* [The task]: Search the data for the string "manifest" and gather each line it is in.

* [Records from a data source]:
--

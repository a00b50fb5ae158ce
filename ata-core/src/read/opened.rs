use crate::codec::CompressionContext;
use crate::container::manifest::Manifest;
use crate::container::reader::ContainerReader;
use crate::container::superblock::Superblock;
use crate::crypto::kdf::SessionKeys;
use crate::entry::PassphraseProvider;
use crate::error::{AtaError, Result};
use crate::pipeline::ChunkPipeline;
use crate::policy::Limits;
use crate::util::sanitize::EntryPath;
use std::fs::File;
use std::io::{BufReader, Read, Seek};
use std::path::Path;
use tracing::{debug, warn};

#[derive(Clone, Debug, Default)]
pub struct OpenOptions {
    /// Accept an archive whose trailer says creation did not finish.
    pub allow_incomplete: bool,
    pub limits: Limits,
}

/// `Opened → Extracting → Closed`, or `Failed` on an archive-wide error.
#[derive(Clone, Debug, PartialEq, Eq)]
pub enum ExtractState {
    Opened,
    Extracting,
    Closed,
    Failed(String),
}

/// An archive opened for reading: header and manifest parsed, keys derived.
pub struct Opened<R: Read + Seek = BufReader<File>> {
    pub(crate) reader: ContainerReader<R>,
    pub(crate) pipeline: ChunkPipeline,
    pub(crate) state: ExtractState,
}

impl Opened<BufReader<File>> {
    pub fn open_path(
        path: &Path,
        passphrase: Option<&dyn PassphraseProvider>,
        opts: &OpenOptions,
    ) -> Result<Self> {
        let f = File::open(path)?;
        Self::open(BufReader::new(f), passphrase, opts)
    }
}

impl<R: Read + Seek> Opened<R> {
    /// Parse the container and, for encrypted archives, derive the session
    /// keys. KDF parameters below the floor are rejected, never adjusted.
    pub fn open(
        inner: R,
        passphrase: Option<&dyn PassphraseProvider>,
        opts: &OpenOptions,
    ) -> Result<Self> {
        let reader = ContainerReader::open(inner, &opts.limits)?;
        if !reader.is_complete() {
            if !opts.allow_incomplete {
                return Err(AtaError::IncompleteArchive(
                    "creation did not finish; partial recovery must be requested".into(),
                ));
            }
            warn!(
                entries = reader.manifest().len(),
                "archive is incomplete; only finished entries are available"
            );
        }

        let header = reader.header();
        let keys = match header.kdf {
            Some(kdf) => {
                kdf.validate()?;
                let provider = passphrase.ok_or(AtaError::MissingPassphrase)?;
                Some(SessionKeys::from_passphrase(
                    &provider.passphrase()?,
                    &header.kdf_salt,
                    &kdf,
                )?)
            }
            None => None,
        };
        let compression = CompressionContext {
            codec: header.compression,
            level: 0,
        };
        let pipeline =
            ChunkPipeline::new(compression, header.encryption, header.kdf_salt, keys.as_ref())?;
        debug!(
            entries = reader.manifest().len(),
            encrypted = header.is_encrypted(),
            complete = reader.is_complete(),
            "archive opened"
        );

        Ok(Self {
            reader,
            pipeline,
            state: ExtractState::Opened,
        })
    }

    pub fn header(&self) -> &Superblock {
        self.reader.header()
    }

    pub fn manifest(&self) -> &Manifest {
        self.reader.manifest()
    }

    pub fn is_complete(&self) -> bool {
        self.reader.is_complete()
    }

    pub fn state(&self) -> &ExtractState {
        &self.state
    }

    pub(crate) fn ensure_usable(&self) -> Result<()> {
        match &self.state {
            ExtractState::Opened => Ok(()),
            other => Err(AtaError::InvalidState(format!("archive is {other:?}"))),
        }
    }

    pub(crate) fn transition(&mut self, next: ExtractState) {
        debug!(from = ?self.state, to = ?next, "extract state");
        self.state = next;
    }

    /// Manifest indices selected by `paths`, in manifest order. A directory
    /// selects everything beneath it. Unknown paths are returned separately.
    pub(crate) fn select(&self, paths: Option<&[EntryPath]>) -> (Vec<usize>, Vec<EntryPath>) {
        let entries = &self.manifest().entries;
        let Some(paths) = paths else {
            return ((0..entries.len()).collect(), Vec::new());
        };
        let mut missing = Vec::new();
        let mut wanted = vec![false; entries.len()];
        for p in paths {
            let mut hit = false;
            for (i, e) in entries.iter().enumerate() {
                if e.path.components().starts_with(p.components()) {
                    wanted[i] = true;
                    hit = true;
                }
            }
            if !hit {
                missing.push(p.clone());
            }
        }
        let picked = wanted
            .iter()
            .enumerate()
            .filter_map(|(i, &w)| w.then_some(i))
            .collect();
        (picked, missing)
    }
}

--

* [Response to this exercise]:
use crate::container::manifest::Manifest;
/// An archive opened for reading: header and manifest parsed, keys derived.
                entries = reader.manifest().len(),
            entries = reader.manifest().len(),
    pub fn manifest(&self) -> &Manifest {
        self.reader.manifest()
    /// Manifest indices selected by `paths`, in manifest order. A directory
        let entries = &self.manifest().entries;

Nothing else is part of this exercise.